■ REQUIRED WORK:
Say only the number of lines in the entries below that contain "full".

■ INFORMATION SHOWN:
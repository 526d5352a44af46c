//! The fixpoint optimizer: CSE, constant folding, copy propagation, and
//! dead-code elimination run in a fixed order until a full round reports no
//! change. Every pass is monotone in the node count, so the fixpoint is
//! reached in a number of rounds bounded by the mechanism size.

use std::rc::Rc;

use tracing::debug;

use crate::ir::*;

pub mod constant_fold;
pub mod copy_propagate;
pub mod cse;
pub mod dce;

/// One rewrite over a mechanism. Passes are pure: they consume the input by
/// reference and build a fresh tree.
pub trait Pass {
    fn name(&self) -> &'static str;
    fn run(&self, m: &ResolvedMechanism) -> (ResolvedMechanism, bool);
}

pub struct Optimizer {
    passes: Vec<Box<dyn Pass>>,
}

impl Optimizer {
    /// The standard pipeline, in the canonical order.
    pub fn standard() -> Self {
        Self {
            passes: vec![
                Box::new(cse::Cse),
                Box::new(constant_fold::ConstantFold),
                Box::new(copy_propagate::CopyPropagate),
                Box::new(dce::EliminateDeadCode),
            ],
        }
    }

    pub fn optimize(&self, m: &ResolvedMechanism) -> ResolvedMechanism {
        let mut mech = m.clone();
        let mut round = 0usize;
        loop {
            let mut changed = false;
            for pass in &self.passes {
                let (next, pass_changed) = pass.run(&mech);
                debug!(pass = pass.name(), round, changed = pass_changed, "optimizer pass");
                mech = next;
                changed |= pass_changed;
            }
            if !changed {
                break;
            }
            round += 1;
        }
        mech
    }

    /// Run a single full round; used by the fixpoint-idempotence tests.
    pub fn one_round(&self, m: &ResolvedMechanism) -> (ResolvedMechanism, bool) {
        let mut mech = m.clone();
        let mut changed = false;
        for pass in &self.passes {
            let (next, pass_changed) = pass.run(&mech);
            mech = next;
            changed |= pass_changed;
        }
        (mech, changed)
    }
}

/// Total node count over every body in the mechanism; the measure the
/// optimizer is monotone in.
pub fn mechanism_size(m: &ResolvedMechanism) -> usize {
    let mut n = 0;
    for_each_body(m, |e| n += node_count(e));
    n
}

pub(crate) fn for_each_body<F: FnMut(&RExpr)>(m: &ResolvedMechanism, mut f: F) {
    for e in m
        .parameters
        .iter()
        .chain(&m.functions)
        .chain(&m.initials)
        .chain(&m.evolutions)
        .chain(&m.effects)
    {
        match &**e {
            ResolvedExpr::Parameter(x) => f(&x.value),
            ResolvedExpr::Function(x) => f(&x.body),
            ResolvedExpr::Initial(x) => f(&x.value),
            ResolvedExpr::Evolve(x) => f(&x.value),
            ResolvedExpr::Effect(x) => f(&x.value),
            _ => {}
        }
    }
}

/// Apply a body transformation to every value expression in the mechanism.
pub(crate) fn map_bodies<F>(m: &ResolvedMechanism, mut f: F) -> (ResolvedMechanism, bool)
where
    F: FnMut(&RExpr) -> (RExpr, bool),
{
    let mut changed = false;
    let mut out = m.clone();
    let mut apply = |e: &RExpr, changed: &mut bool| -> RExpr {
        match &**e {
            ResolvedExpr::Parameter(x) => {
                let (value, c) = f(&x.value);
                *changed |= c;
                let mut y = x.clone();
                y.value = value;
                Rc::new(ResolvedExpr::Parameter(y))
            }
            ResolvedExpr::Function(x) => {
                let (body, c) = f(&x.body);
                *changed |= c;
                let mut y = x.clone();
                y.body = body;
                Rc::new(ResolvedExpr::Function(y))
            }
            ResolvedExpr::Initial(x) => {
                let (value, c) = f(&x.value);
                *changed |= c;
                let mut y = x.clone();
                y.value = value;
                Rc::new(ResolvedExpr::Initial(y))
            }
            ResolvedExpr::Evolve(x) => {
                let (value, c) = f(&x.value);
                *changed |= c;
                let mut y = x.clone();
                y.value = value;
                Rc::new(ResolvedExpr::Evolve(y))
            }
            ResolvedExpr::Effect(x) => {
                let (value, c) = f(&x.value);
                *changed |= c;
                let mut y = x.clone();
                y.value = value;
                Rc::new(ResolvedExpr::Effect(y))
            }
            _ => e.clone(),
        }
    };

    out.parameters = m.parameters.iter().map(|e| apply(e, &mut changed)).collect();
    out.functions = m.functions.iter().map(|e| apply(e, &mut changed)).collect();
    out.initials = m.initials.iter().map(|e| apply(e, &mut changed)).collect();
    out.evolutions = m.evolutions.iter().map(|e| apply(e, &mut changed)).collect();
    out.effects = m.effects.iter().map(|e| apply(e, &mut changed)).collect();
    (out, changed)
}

--

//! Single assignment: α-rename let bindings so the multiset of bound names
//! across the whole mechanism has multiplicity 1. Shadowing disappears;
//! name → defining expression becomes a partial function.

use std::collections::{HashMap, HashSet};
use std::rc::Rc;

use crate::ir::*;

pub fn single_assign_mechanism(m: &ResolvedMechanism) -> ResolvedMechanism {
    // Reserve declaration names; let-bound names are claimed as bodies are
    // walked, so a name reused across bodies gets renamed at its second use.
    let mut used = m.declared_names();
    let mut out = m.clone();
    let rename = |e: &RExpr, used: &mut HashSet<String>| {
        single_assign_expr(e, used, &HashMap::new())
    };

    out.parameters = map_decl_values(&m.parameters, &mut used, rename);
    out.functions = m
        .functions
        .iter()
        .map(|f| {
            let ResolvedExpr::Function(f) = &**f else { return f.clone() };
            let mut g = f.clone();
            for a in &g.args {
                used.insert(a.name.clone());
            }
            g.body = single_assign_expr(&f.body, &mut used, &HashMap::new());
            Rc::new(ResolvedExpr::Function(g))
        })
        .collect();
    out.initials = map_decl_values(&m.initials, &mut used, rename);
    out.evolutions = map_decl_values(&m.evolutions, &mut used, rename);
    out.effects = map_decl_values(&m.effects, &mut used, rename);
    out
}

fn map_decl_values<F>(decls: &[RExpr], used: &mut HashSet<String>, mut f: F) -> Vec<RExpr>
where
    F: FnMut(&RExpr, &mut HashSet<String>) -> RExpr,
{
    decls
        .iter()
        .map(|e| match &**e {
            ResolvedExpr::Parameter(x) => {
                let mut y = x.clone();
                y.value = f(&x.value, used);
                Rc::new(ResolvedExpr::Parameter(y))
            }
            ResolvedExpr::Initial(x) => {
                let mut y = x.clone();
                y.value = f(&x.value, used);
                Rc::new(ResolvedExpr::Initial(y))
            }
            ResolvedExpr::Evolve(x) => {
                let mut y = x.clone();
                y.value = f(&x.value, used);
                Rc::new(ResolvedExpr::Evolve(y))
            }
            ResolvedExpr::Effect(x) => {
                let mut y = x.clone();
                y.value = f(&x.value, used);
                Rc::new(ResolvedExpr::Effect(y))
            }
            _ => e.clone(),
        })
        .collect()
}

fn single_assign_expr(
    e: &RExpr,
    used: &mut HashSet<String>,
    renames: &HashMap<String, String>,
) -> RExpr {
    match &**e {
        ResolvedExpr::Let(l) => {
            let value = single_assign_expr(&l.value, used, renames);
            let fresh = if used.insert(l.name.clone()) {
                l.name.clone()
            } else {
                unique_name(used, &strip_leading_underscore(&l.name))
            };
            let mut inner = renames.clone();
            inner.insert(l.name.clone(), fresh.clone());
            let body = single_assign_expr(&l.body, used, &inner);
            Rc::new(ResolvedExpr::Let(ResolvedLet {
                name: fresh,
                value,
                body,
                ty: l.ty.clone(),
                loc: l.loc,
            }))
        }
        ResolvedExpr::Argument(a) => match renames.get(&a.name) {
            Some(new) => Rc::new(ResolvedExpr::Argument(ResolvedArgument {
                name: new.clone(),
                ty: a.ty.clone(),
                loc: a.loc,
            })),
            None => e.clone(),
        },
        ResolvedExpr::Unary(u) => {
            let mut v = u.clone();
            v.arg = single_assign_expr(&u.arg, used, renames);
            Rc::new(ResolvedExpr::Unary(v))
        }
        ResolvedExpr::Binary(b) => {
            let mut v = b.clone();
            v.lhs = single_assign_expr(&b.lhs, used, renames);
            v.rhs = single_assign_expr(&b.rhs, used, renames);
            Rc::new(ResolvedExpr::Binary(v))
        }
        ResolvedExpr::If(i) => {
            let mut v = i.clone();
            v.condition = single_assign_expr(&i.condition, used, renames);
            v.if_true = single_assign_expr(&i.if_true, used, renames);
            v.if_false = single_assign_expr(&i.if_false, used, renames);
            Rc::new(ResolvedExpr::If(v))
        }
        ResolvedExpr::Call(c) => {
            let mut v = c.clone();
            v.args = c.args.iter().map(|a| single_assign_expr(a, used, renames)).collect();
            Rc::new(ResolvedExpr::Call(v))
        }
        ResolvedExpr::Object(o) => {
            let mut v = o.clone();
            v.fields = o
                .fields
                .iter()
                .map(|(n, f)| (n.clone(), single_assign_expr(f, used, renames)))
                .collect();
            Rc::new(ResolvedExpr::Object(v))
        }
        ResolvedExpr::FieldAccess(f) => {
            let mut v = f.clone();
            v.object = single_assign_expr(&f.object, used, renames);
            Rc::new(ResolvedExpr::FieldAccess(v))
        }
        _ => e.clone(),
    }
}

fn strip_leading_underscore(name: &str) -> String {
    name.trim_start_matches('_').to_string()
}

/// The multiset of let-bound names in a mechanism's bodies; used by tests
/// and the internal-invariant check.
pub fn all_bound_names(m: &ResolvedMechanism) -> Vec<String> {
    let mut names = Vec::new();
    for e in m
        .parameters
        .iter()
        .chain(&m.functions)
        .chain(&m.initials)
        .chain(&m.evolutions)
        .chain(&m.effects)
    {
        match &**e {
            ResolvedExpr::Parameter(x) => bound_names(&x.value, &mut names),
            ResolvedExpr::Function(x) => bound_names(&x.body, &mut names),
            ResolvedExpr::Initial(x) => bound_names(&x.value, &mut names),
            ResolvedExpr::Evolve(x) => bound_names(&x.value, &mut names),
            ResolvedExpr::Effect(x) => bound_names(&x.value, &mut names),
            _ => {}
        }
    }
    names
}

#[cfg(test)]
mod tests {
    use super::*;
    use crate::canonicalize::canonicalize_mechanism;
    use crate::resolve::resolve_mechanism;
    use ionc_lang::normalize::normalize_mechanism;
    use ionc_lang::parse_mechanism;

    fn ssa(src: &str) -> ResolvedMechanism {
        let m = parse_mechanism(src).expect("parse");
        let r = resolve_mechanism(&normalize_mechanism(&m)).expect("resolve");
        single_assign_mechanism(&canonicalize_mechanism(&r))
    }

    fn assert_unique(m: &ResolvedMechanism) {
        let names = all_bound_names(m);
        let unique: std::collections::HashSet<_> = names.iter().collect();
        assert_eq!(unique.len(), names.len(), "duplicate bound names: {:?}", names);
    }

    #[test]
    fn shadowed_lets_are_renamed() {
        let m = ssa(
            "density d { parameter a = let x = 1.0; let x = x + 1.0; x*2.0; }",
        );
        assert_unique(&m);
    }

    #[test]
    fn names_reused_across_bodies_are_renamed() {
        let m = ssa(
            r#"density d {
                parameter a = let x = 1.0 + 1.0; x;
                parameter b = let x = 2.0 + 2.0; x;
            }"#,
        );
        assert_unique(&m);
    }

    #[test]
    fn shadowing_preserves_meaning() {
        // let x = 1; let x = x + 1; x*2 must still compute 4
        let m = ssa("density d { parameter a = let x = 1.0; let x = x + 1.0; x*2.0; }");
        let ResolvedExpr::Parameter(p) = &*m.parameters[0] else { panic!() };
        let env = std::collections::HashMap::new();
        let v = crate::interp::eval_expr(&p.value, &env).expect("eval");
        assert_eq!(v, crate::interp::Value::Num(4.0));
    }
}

■ SOLUTION TO THIS EXERCISE:
2